AI Device Converts Coughs into Flu and Pandemic Predictions - laurex
https://www.psychologytoday.com/ca/blog/the-future-brain/202003/ai-device-converts-coughs-flu-and-pandemic-predictions
======
tastroder
Paper:
[https://dl.acm.org/doi/abs/10.1145/3381014](https://dl.acm.org/doi/abs/10.1145/3381014)

From the abstract: "We conducted an IRB-approved 7 month-long study from
December 10, 2018 to July 12, 2019 where we deployed FluSense in four public
waiting areas within the hospital of a large university. During this period,
the FluSense platform collected and analyzed more than 350,000 waiting room
thermal images and 21 million non-speech audio samples from the hospital
waiting areas."

Huh, my ethics board would ask me if I'm okay if I proposed that. Field work
with people that are likely in a vulnerable position, to further some "AI"
proposal of unproven effectiveness, great.

Also from the abstract: "FluSense can accurately predict daily patient counts
with a Pearson correlation coefficient of 0.95." Odd measure, buzzwordy press
release article, let's look at the paper.

From their contributions (page 3): "Thermal imaging-based crowd density
estimates were found to have a strong correlation with the reference daily
waiting room patient counts from hospital records (with a Pearson correlation
coefficient of 0.95)" You can count people on thermal images? It's slightly
more interesting of an experiment than that but okay. Not really surprising
result. So that's the number from the abstract. Might make sense if daily
patient count is roughly normally distributed. The distribution of patients
during a pandemic is likely to be completely different than that of "regular"
times. Luckily, the article doesn't mention Corona / covid, that seems to be
added fluff for the psychology today version. The term "pandemic" only appears
in their references.
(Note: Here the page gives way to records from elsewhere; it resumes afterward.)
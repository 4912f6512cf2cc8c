//! Persisted user configuration for the configurator

use crate::ConfigError;
use ini::{EscapePolicy, Ini, ParseOption, WriteOption};
use std::fmt::Write as _;
use std::path::{Path, PathBuf};

pub const APP_CONFIG_FILENAME: &str = "configurator.ini";
pub const APP_CONFIG_SECTION: &str = "OnvifServerEmulator";
pub const SERVER_CONFIGS_KEY: &str = "serverConfigs";

/// User settings backed by an INI file.
///
/// Only `serverConfigs` in the `OnvifServerEmulator` section is interpreted.
/// Everything else found in the file is kept in `document` and written back
/// unchanged by [`UserConfigs::save`].
#[derive(Debug)]
pub struct UserConfigs {
    server_configs_dir: String,
    document: Ini,
    path: PathBuf,
}

impl Default for UserConfigs {
    fn default() -> Self {
        Self::with_path(APP_CONFIG_FILENAME)
    }
}

impl UserConfigs {
    pub fn new() -> Self {
        Self::default()
    }

    pub fn with_path(path: impl Into<PathBuf>) -> Self {
        Self {
            server_configs_dir: String::new(),
            document: Ini::new(),
            path: path.into(),
        }
    }

    pub fn path(&self) -> &Path {
        &self.path
    }

    pub fn server_configs_dir(&self) -> &str {
        &self.server_configs_dir
    }

    pub fn set_server_configs_dir(&mut self, dir: impl Into<String>) {
        self.server_configs_dir = dir.into();
    }

    pub fn has_server_configs_dir(&self) -> bool {
        !self.server_configs_dir.is_empty()
    }

    /// Restore the stored configuration.
    ///
    /// A missing file, section or key is not an error: the in-memory value
    /// is simply left as it was.
    pub async fn load(&mut self) -> Result<(), ConfigError> {
        if !self.path.exists() {
            tracing::debug!("No user config at {}", self.path.display());
            return Ok(());
        }

        let content = tokio::fs::read_to_string(&self.path).await?;
        self.document = Ini::load_from_str_opt(&content, Self::parse_options())?;

        if let Some(dir) = self
            .document
            .get_from(Some(APP_CONFIG_SECTION), SERVER_CONFIGS_KEY)
        {
            self.server_configs_dir = decode_value(dir);
        }

        tracing::debug!(
            "Loaded user config from {}: serverConfigs={:?}",
            self.path.display(),
            self.server_configs_dir
        );
        Ok(())
    }

    /// Write the current value back, creating the section if needed and
    /// overwriting the file in place.
    pub async fn save(&mut self) -> Result<(), ConfigError> {
        self.document
            .with_section(Some(APP_CONFIG_SECTION))
            .set(SERVER_CONFIGS_KEY, encode_value(&self.server_configs_dir));

        let mut buffer = Vec::new();
        self.document
            .write_to_opt(&mut buffer, Self::write_options())?;

        if let Some(parent) = self.path.parent().filter(|p| !p.as_os_str().is_empty()) {
            tokio::fs::create_dir_all(parent).await?;
        }
        tokio::fs::write(&self.path, buffer).await?;

        tracing::info!("User config saved to {}", self.path.display());
        Ok(())
    }

    // Paths are stored verbatim, so Windows backslashes and quotes survive.
    fn parse_options() -> ParseOption {
        ParseOption {
            enabled_quote: false,
            enabled_escape: false,
            ..ParseOption::default()
        }
    }

    fn write_options() -> WriteOption {
        WriteOption {
            escape_policy: EscapePolicy::Nothing,
            kv_separator: " = ",
            ..WriteOption::default()
        }
    }
}

/// Percent-encode the characters the INI reader would not give back as
/// written: `%` itself, line breaks, a trailing backslash (read as a line
/// continuation) and whitespace at either end (trimmed). Everything else,
/// including backslashes inside Windows paths, is stored as is.
fn encode_value(value: &str) -> String {
    let count = value.chars().count();
    let mut encoded = String::with_capacity(value.len());
    for (i, c) in value.chars().enumerate() {
        let at_edge = i == 0 || i + 1 == count;
        let escape = match c {
            '%' | '\n' | '\r' => true,
            '\\' => i + 1 == count,
            c if c.is_whitespace() => at_edge,
            _ => false,
        };
        if escape {
            let mut utf8 = [0u8; 4];
            for byte in c.encode_utf8(&mut utf8).bytes() {
                let _ = write!(encoded, "%{byte:02X}");
            }
        } else {
            encoded.push(c);
        }
    }
    encoded
}

/// Inverse of [`encode_value`]. A `%` not followed by two hex digits is kept
/// literally, so hand-written values still load.
fn decode_value(value: &str) -> String {
    let bytes = value.as_bytes();
    let mut decoded = Vec::with_capacity(bytes.len());
    let mut i = 0;
    while i < bytes.len() {
        if bytes[i] == b'%'
            && i + 2 < bytes.len()
            && bytes[i + 1].is_ascii_hexdigit()
            && bytes[i + 2].is_ascii_hexdigit()
        {
            decoded.push((hex_value(bytes[i + 1]) << 4) | hex_value(bytes[i + 2]));
            i += 3;
            continue;
        }
        decoded.push(bytes[i]);
        i += 1;
    }
    String::from_utf8(decoded)
        .unwrap_or_else(|e| String::from_utf8_lossy(e.as_bytes()).into_owned())
}

fn hex_value(digit: u8) -> u8 {
    match digit {
        b'0'..=b'9' => digit - b'0',
        b'a'..=b'f' => digit - b'a' + 10,
        _ => digit - b'A' + 10,
    }
}

#[cfg(test)]
mod tests {
    use super::*;
    use tempfile::tempdir;

    #[tokio::test]
    async fn test_load_missing_file_leaves_value_empty() {
        let dir = tempdir().unwrap();
        let mut configs = UserConfigs::with_path(dir.path().join(APP_CONFIG_FILENAME));

        configs.load().await.unwrap();

        assert_eq!(configs.server_configs_dir(), "");
        assert!(!configs.has_server_configs_dir());
    }

    #[tokio::test]
    async fn test_save_then_load_returns_same_directory() {
        let dir = tempdir().unwrap();
        let path = dir.path().join(APP_CONFIG_FILENAME);

        let mut configs = UserConfigs::with_path(&path);
        configs.set_server_configs_dir("/opt/onvif/server_configs");
        configs.save().await.unwrap();

        let mut reloaded = UserConfigs::with_path(&path);
        reloaded.load().await.unwrap();
        assert_eq!(reloaded.server_configs_dir(), "/opt/onvif/server_configs");
    }

    #[tokio::test]
    async fn test_windows_path_is_stored_verbatim() {
        let dir = tempdir().unwrap();
        let path = dir.path().join(APP_CONFIG_FILENAME);

        let mut configs = UserConfigs::with_path(&path);
        configs.set_server_configs_dir(r"C:\emulator\server_configs");
        configs.save().await.unwrap();

        let content = std::fs::read_to_string(&path).unwrap();
        assert!(content.contains(r"C:\emulator\server_configs"));

        let mut reloaded = UserConfigs::with_path(&path);
        reloaded.load().await.unwrap();
        assert_eq!(reloaded.server_configs_dir(), r"C:\emulator\server_configs");
    }

    #[tokio::test]
    async fn test_trailing_backslash_survives_reload() {
        let dir = tempdir().unwrap();
        let path = dir.path().join(APP_CONFIG_FILENAME);

        for value in [r"C:\", r"D:\", r"\\server\share\"] {
            let mut configs = UserConfigs::with_path(&path);
            configs.set_server_configs_dir(value);
            configs.save().await.unwrap();

            let mut reloaded = UserConfigs::with_path(&path);
            reloaded.load().await.unwrap();
            assert_eq!(reloaded.server_configs_dir(), value);
        }
    }

    #[tokio::test]
    async fn test_awkward_paths_survive_reload() {
        let dir = tempdir().unwrap();
        let path = dir.path().join(APP_CONFIG_FILENAME);
        std::fs::write(&path, "[Window]\nwidth = 800\n").unwrap();

        for value in ["/srv/x\ny", "/srv/x\r\ny", "  padded dir  ", "/srv/100%", "/srv/%41"] {
            let mut configs = UserConfigs::with_path(&path);
            configs.load().await.unwrap();
            configs.set_server_configs_dir(value);
            configs.save().await.unwrap();

            let mut reloaded = UserConfigs::with_path(&path);
            reloaded.load().await.unwrap();
            assert_eq!(reloaded.server_configs_dir(), value);
            assert_eq!(reloaded.document.get_from(Some("Window"), "width"), Some("800"));
        }
    }

    #[tokio::test]
    async fn test_hand_written_percent_is_kept() {
        let dir = tempdir().unwrap();
        let path = dir.path().join(APP_CONFIG_FILENAME);
        std::fs::write(&path, "[OnvifServerEmulator]\nserverConfigs = /srv/50%off%\n").unwrap();

        let mut configs = UserConfigs::with_path(&path);
        configs.load().await.unwrap();

        assert_eq!(configs.server_configs_dir(), "/srv/50%off%");
    }

    #[tokio::test]
    async fn test_save_keeps_unrelated_sections() {
        let dir = tempdir().unwrap();
        let path = dir.path().join(APP_CONFIG_FILENAME);
        std::fs::write(&path, "[Window]\nwidth = 800\n").unwrap();

        let mut configs = UserConfigs::with_path(&path);
        configs.load().await.unwrap();
        assert_eq!(configs.server_configs_dir(), "");

        configs.set_server_configs_dir("/srv/configs");
        configs.save().await.unwrap();

        let saved = Ini::load_from_file(&path).unwrap();
        assert_eq!(saved.get_from(Some("Window"), "width"), Some("800"));
        assert_eq!(
            saved.get_from(Some(APP_CONFIG_SECTION), SERVER_CONFIGS_KEY),
            Some("/srv/configs")
        );
    }

    #[tokio::test]
    async fn test_key_lookup_ignores_case() {
        let dir = tempdir().unwrap();
        let path = dir.path().join(APP_CONFIG_FILENAME);
        std::fs::write(&path, "[OnvifServerEmulator]\nserverconfigs = /data/configs\n").unwrap();

        let mut configs = UserConfigs::with_path(&path);
        configs.load().await.unwrap();

        assert_eq!(configs.server_configs_dir(), "/data/configs");
    }

    #[tokio::test]
    async fn test_section_without_key_leaves_value_empty() {
        let dir = tempdir().unwrap();
        let path = dir.path().join(APP_CONFIG_FILENAME);
        std::fs::write(&path, "[OnvifServerEmulator]\nother = 1\n").unwrap();

        let mut configs = UserConfigs::with_path(&path);
        configs.load().await.unwrap();

        assert!(!configs.has_server_configs_dir());
    }

    #[tokio::test]
    async fn test_malformed_file_is_a_parse_error() {
        let dir = tempdir().unwrap();
        let path = dir.path().join(APP_CONFIG_FILENAME);
        std::fs::write(&path, "[OnvifServerEmulator\nserverConfigs = /x\n").unwrap();

        let mut configs = UserConfigs::with_path(&path);
        let err = configs.load().await.unwrap_err();

        assert!(matches!(err, ConfigError::Parse(_)));
        assert_eq!(configs.server_configs_dir(), "");
    }

    #[tokio::test]
    async fn test_save_creates_parent_directories() {
        let dir = tempdir().unwrap();
        let path = dir.path().join("nested").join("deeper").join(APP_CONFIG_FILENAME);

        let mut configs = UserConfigs::with_path(&path);
        configs.set_server_configs_dir("/srv/configs");
        configs.save().await.unwrap();

        assert!(path.exists());
    }
}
Though it might have made for far more interesting
reading if they waited a month and investigated how this behaviour changed in
the onset of the pandemic.

"Our results suggest that multiple and complementary sets of FluSense signals
exhibited strong correlations with both ILI counts and laboratory-confirmed
influenza infections on the same campus." Multiple, okay (table 7 looks like
they tried every easily accessible method for ensembles in sklearn). So how
about the cough model / audio stuff the article boasts? "This real-world cough
model shows resilience to complex noises and diverse settings and achieves an
F1 score of 88%" Fair enough, sounds reasonable for a CNN pipeline based on 1
second samples. Their model seems to really have problems with door screeches.

Their privacy assumptions appear somewhat lacking. The thing is a raspberry pi
with physical access to basically everybody in the vicinity, making everything
else almost irrelevant. They say they use "two-stage encryption" to store non-
speech samples to disk, the raspberry pi they are using contains no modules
that would make this secure to physical attacks. Section 3.1 mentions that
they have a "high-fidelity" classifier to discard speech snippets in this
sensitive area, that appears to be 93% for speech detection with
"augmentation" (background noise etc.). In a waiting room I would not want a
7% failure rate here. They mention HIPAA on page 13 and say that their real
system, from the rather small sample of 2500 snippets only contained 79
unintelligible speech samples, not sure why that would be okay but hey, I can
put my own SD card in there anyway so who cares right?

Their cough model seems to work well in the lab setting (public datasets
suited for the purpose). Their ground truth for real world validation appears
to be 2500 one-second long samples they annotated manually (5.4), evaluation
is against a human annotator (classes: cough/ no cough). Table 4 seems to be
where the 88% f1 score come from, it says "after transfer learning". Page 11
says "We used approximately half of our labeled data for the transfer-
learning.", leaving 1250 test samples? This real world model is then evaluated
on 200 samples from days under different conditions (location, how crowded the
day was), achieving F1 scores of .8 (less crowded days), .88 (crowded days).
For covid,, my country's situational report says that only 53% of clinical
cases have cough symptoms in the first place. That seems to leave much room
for any real world use to "detect pandemic indicators".

The paper itself is not uninteresting but it seems somewhat... unclear on a
few of the assumptions made throughout, which imho puts some doubt on the
efficacy of the final output of their overall model in a real setting. The
link to covid this PT article feels to need to put in there would be highly
questionable but luckily the authors refrain from making that connection.